Everybody has different priorities on what needs to happen next, but one specific outcome is that we will certainly end up with one or more native bch wallets plus one or more native app stacks that can that can handle every possible bch transaction. The switch from “send/receive” to bch-native is a simple concept with deep complexities.

Translated: we have a mountain of work to do.

A Suggestion about How to Approach the Situation

Standards for BCH-native wallet and apps are going to emerge one way or another. I suggest that:

  1. Nobody has “the answer” at this point - we still need a lot of experimentation.
  2. The long term goal is truly excellent, massive-scale, world-class solutions. Something to keep in mind as we build up from the foundation.
  3. Design by committee doesn’t work, and design in complete isolation doesn’t work. The incentives of the BCH network give us alignment that we can leverage to find a sweet spot in that spectrum.
  4. A conscious effort to communicate along the way increases low-key friction in the form of early constructive debate, and critically reduces the potential for acrimonious sunk-cost contention later on.
  5. Having a somewhat cohesive state of things will make BCH ecosystem look more attractive to entrepreneurs and builders considering jumping in.

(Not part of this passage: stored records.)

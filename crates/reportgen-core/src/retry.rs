//! Bounded exponential backoff.
//!
//! Delay for attempt `n` (1-based) is `base * multiplier^(n-1)`, jittered
//! upward by at most `jitter`, capped at `max_delay_ms`. Only errors that
//! report themselves transient are retried.
use serde::{Deserialize, Serialize};
use std::future::Future;
use std::time::Duration;
use tracing::{debug, warn};

use crate::error::{ReportError, Result};

#[derive(Debug, Clone, PartialEq, Serialize, Deserialize)]
#[serde(default)]
pub struct RetryPolicy {
    /// Total attempts including the first one.
    pub max_attempts: u32,
    pub base_delay_ms: u64,
    pub max_delay_ms: u64,
    pub multiplier: f64,
    /// Jitter factor (0.0 - 1.0)
    pub jitter: f64,
}

impl Default for RetryPolicy {
    fn default() -> Self {
        Self {
            max_attempts: 3,
            base_delay_ms: 200,
            max_delay_ms: 10_000,
            multiplier: 2.0,
            jitter: 0.1,
        }
    }
}

impl RetryPolicy {
    /// Single attempt, no backoff.
    pub fn none() -> Self {
        Self {
            max_attempts: 1,
            ..Self::default()
        }
    }

    /// Fast policy without jitter, for tests and local collaborators.
    pub fn immediate(max_attempts: u32) -> Self {
        Self {
            max_attempts,
            base_delay_ms: 1,
            max_delay_ms: 5,
            multiplier: 1.0,
            jitter: 0.0,
        }
    }

    pub fn validate(&self) -> Result<()> {
        if self.max_attempts == 0 {
            return Err(ReportError::config("retry max_attempts must be at least 1"));
        }
        if !(0.0..=1.0).contains(&self.jitter) {
            return Err(ReportError::config("retry jitter must be within 0.0..=1.0"));
        }
        if self.multiplier < 1.0 {
            return Err(ReportError::config("retry multiplier must be >= 1.0"));
        }
        Ok(())
    }

    /// Delay to sleep after failed attempt `attempt` (1-based).
    pub fn delay_for(&self, attempt: u32) -> Duration {
        let base = Duration::from_millis(self.base_delay_ms);
        let delay = base.mul_f64(self.multiplier.powi(attempt.saturating_sub(1) as i32));
        let jittered = if self.jitter > 0.0 {
            delay.mul_f64(1.0 + fastrand::f64() * self.jitter)
        } else {
            delay
        };
        jittered.min(Duration::from_millis(self.max_delay_ms))
    }

    /// Run `op` until it succeeds, fails permanently, or attempts run out.
    /// Returns the result together with the number of attempts made.
    pub async fn run<T, F, Fut>(&self, operation: &str, mut op: F) -> (Result<T>, u32)
    where
        F: FnMut(u32) -> Fut,
        Fut: Future<Output = Result<T>>,
    {
        let max = self.max_attempts.max(1);
        let mut attempt = 1;
        loop {
            match op(attempt).await {
                Ok(value) => return (Ok(value), attempt),
                Err(err) if err.is_transient() && attempt < max => {
                    let delay = self.delay_for(attempt);
                    warn!(
                        operation = %operation,
                        attempt = attempt,
                        max_attempts = max,
                        delay_ms = delay.as_millis() as u64,
                        error = %err,
                        "transient failure, backing off"
                    );
                    tokio::time::sleep(delay).await;
                    attempt += 1;
                }
                Err(err) => {
                    debug!(operation = %operation, attempt = attempt, error = %err, "giving up");
                    return (Err(err), attempt);
                }
            }
        }
    }
}

#[cfg(test)]
mod tests {
    use super::*;
    use crate::error::FetchErrorKind;
    use std::sync::atomic::{AtomicU32, Ordering};

    #[test]
    fn test_delay_grows_and_caps() {
        let policy = RetryPolicy {
            max_attempts: 10,
            base_delay_ms: 100,
            max_delay_ms: 350,
            multiplier: 2.0,
            jitter: 0.0,
        };
        assert_eq!(policy.delay_for(1), Duration::from_millis(100));
        assert_eq!(policy.delay_for(2), Duration::from_millis(200));
        assert_eq!(policy.delay_for(3), Duration::from_millis(350));
    }

    #[test]
    fn test_jitter_stays_in_bounds() {
        let policy = RetryPolicy {
            jitter: 0.5,
            ..RetryPolicy::default()
        };
        for _ in 0..50 {
            let d = policy.delay_for(1);
            assert!(d >= Duration::from_millis(200) && d <= Duration::from_millis(300));
        }
    }

    #[tokio::test]
    async fn test_retries_transient_until_success() {
        let calls = AtomicU32::new(0);
        let (result, attempts) = RetryPolicy::immediate(3)
            .run("flaky", |_| {
                let n = calls.fetch_add(1, Ordering::SeqCst);
                async move {
                    if n < 2 {
                        Err(ReportError::fetch("api", FetchErrorKind::ServerError, "503"))
                    } else {
                        Ok(n)
                    }
                }
            })
            .await;
        assert_eq!(result.unwrap(), 2);
        assert_eq!(attempts, 3);
    }

    #[tokio::test]
    async fn test_permanent_error_not_retried() {
        let calls = AtomicU32::new(0);
        let (result, attempts) = RetryPolicy::immediate(5)
            .run("auth", |_| {
                calls.fetch_add(1, Ordering::SeqCst);
                async { Err::<(), _>(ReportError::fetch("api", FetchErrorKind::Auth, "401")) }
            })
            .await;
        assert!(result.is_err());
        assert_eq!(attempts, 1);
        assert_eq!(calls.load(Ordering::SeqCst), 1);
    }

    #[tokio::test]
    async fn test_attempts_bounded() {
        let (result, attempts) = RetryPolicy::immediate(3)
            .run("down", |_| async {
                Err::<(), _>(ReportError::fetch("api", FetchErrorKind::Timeout, "timed out"))
            })
            .await;
        assert!(result.is_err());
        assert_eq!(attempts, 3);
    }
}
//! Email sink: an RFC 5322 message with the artifact attached, handed to a
//! [`Mailer`].
use async_trait::async_trait;
use base64::{engine::general_purpose::STANDARD as BASE64, Engine as _};
use chrono::{DateTime, Utc};
use std::path::PathBuf;
use tracing::debug;

use reportgen_core::{Artifact, ReportError, Result};

const SINK: &str = "email";
const LINE: &str = "\r\n";

#[derive(Debug, Clone, PartialEq)]
pub struct EmailMessage {
    pub from: String,
    pub to: Vec<String>,
    pub subject: String,
    pub body: String,
    pub message_id: String,
    pub date: DateTime<Utc>,
    pub attachment_name: String,
    pub attachment_mime: String,
    pub attachment: Vec<u8>,
}

impl EmailMessage {
    pub fn for_artifact(
        artifact: &Artifact,
        from: &str,
        to: &[String],
        subject: &str,
        body: Option<&str>,
    ) -> Self {
        let body = body.map(str::to_string).unwrap_or_else(|| {
            format!(
                "Report {} ({}) is attached.",
                artifact.report_id,
                artifact.metadata.template
            )
        });
        Self {
            from: from.to_string(),
            to: to.to_vec(),
            subject: subject.to_string(),
            body,
            message_id: format!("<{}@reportgen>", artifact.id),
            date: artifact.metadata.generated_at,
            attachment_name: artifact.file_name(),
            attachment_mime: artifact.format.mime().to_string(),
            attachment: artifact.content.clone(),
        }
    }

    fn boundary(&self) -> String {
        let digest = blake_hex(&self.attachment);
        format!("reportgen-{}", &digest[..24])
    }

    /// Serialize as a `multipart/mixed` message with CRLF line endings.
    pub fn to_rfc5322(&self) -> String {
        let boundary = self.boundary();
        let mut out = String::new();
        let mut header = |name: &str, value: &str| {
            out.push_str(name);
            out.push_str(": ");
            out.push_str(&single_line(value));
            out.push_str(LINE);
        };
        header("From", &self.from);
        header("To", &self.to.join(", "));
        header("Subject", &encode_header(&self.subject));
        header("Date", &self.date.to_rfc2822());
        header("Message-ID", &self.message_id);
        header("MIME-Version", "1.0");
        header(
            "Content-Type",
            &format!("multipart/mixed; boundary=\"{}\"", boundary),
        );
        out.push_str(LINE);

        out.push_str(&format!("--{}{}", boundary, LINE));
        out.push_str(&format!("Content-Type: text/plain; charset=utf-8{}", LINE));
        out.push_str(&format!("Content-Transfer-Encoding: base64{}{}", LINE, LINE));
        push_base64(&mut out, self.body.as_bytes());

        out.push_str(&format!("--{}{}", boundary, LINE));
        out.push_str(&format!(
            "Content-Type: {}; name=\"{}\"{}",
            self.attachment_mime, self.attachment_name, LINE
        ));
        out.push_str(&format!(
            "Content-Disposition: attachment; filename=\"{}\"{}",
            self.attachment_name, LINE
        ));
        out.push_str(&format!("Content-Transfer-Encoding: base64{}{}", LINE, LINE));
        push_base64(&mut out, &self.attachment);

        out.push_str(&format!("--{}--{}", boundary, LINE));
        out
    }
}

fn blake_hex(bytes: &[u8]) -> String {
    reportgen_core::hash_bytes(bytes)
        .trim_start_matches("blake3:")
        .to_string()
}

/// Header values never carry raw line breaks.
fn single_line(value: &str) -> String {
    value
        .chars()
        .map(|c| if c == '\r' || c == '\n' { ' ' } else { c })
        .collect()
}

/// RFC 2047 encoded-word for non-ASCII header text.
fn encode_header(value: &str) -> String {
    if value.is_ascii() {
        value.to_string()
    } else {
        format!("=?UTF-8?B?{}?=", BASE64.encode(value.as_bytes()))
    }
}

fn push_base64(out: &mut String, bytes: &[u8]) {
    let encoded = BASE64.encode(bytes);
    for chunk in encoded.as_bytes().chunks(76) {
        out.push_str(&String::from_utf8_lossy(chunk));
        out.push_str(LINE);
    }
}

#[async_trait]
pub trait Mailer: Send + Sync {
    /// Hand off one message; returns where it went.
    async fn send(&self, message: &EmailMessage) -> Result<String>;
}

/// Writes each message as `<dir>/<message id>.eml` for a local MTA or a
/// test to pick up.
pub struct PickupDirMailer {
    dir: PathBuf,
}

impl PickupDirMailer {
    pub fn new(dir: impl Into<PathBuf>) -> Self {
        Self { dir: dir.into() }
    }
}

#[async_trait]
impl Mailer for PickupDirMailer {
    async fn send(&self, message: &EmailMessage) -> Result<String> {
        let stem: String = message
            .message_id
            .chars()
            .filter(|c| c.is_ascii_alphanumeric() || *c == '_')
            .collect();
        let path = self.dir.join(format!("{}.eml", stem));

        let io = |e: std::io::Error| ReportError::delivery(SINK, e.to_string(), true);
        tokio::fs::create_dir_all(&self.dir).await.map_err(io)?;
        tokio::fs::write(&path, message.to_rfc5322()).await.map_err(io)?;

        debug!(path = %path.display(), recipients = message.to.len(), "message written to pickup directory");
        Ok(format!("file://{}", path.display()))
    }
}

#[cfg(test)]
mod tests {
    use super::*;

    fn message() -> EmailMessage {
        EmailMessage {
            from: "reports@example.com".into(),
            to: vec!["a@example.com".into(), "b@example.com".into()],
            subject: "Weekly\r\nBcc: evil@example.com".into(),
            body: "Attached.".into(),
            message_id: "<art_1@reportgen>".into(),
            date: DateTime::parse_from_rfc3339("2024-03-04T09:00:00Z")
                .unwrap()
                .with_timezone(&Utc),
            attachment_name: "rpt_1.pdf".into(),
            attachment_mime: "application/pdf".into(),
            attachment: b"%PDF-1.4 fake".to_vec(),
        }
    }

    #[test]
    fn test_message_layout() {
        let raw = message().to_rfc5322();
        assert!(raw.contains("To: a@example.com, b@example.com\r\n"));
        assert!(raw.contains("Date: Mon, "));
        assert!(raw.contains("Mar 2024 09:00:00 +0000\r\n"));
        assert!(raw.contains("filename=\"rpt_1.pdf\""));
        assert!(raw.contains(&BASE64.encode(b"%PDF-1.4 fake")));
        assert!(raw.trim_end().ends_with("--"));
    }

    #[test]
    fn test_header_injection_is_flattened() {
        let raw = message().to_rfc5322();
        assert!(!raw.contains("\r\nBcc:"));
        assert!(raw.contains("Subject: Weekly  Bcc: evil@example.com\r\n"));
    }

    #[test]
    fn test_non_ascii_subject_is_encoded() {
        let mut m = message();
        m.subject = "Relatório".into();
        assert!(m.to_rfc5322().contains("Subject: =?UTF-8?B?"));
    }

    #[tokio::test]
    async fn test_pickup_dir() {
        let dir = tempfile::tempdir().unwrap();
        let mailer = PickupDirMailer::new(dir.path().join("outbox"));
        let location = mailer.send(&message()).await.unwrap();
        assert!(location.ends_with("art_1reportgen.eml"));

        let written =
            std::fs::read_to_string(dir.path().join("outbox").join("art_1reportgen.eml")).unwrap();
        assert_eq!(written, message().to_rfc5322());
    }
}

The current “BCH Devs and Builders” group may be good for this discussion. I’ve also made a focused group “Native BCH Wallets and Apps”" in case that turns out to be a better way.

1 BCH for Design Documents to Get Started

To get things started and to show that this is more than spouting ideas, I am offering a minor incentive of 1 BCH (requires pre-approval) for publication of reasonably detailed design documents from current projects.

Minimum Requirements:

  • Pre-approval from me (for 1 BCH - obviously anyone can post whatever they want). You can contact me in private wherever. For example on telegram or in messages here.
  • Medium term (not current) architecture diagram of how you think a BCH-native ecosystem should work. Wallets, app stacks, libraries, web apps, mobile apps, browsers, mobile devices, etc.
  • How should a BCH-native wallet handle arbitrary utxo and contract state?
  • How should a BCH-native wallet handle arbitrary utxo and contract state backup and recovery?
  • How should a BCH-native wallet handle exclusive or shared ownership of utxos?
  • In terms of “BCH native stuff”, where is your project today vs. where you are going?
  • What lessons have you learned, what should other projects do / not do based on your experience so far?
  • What issues do you predict are not visible today that will be important in the future?
  • What do you need that you wish already existed?
  • Are there any specific things you are working on that might become a standard or that you wish we already had a standard for?

A note regarding CHIP Process: As described in the CHIP process, it is intended for hard-line decisions that must be made one way or another, not for softer, open-ended issues like this. Anyone can make a CHIP for whatever they want, but I do not support any effort into making a CHIP out of this topic.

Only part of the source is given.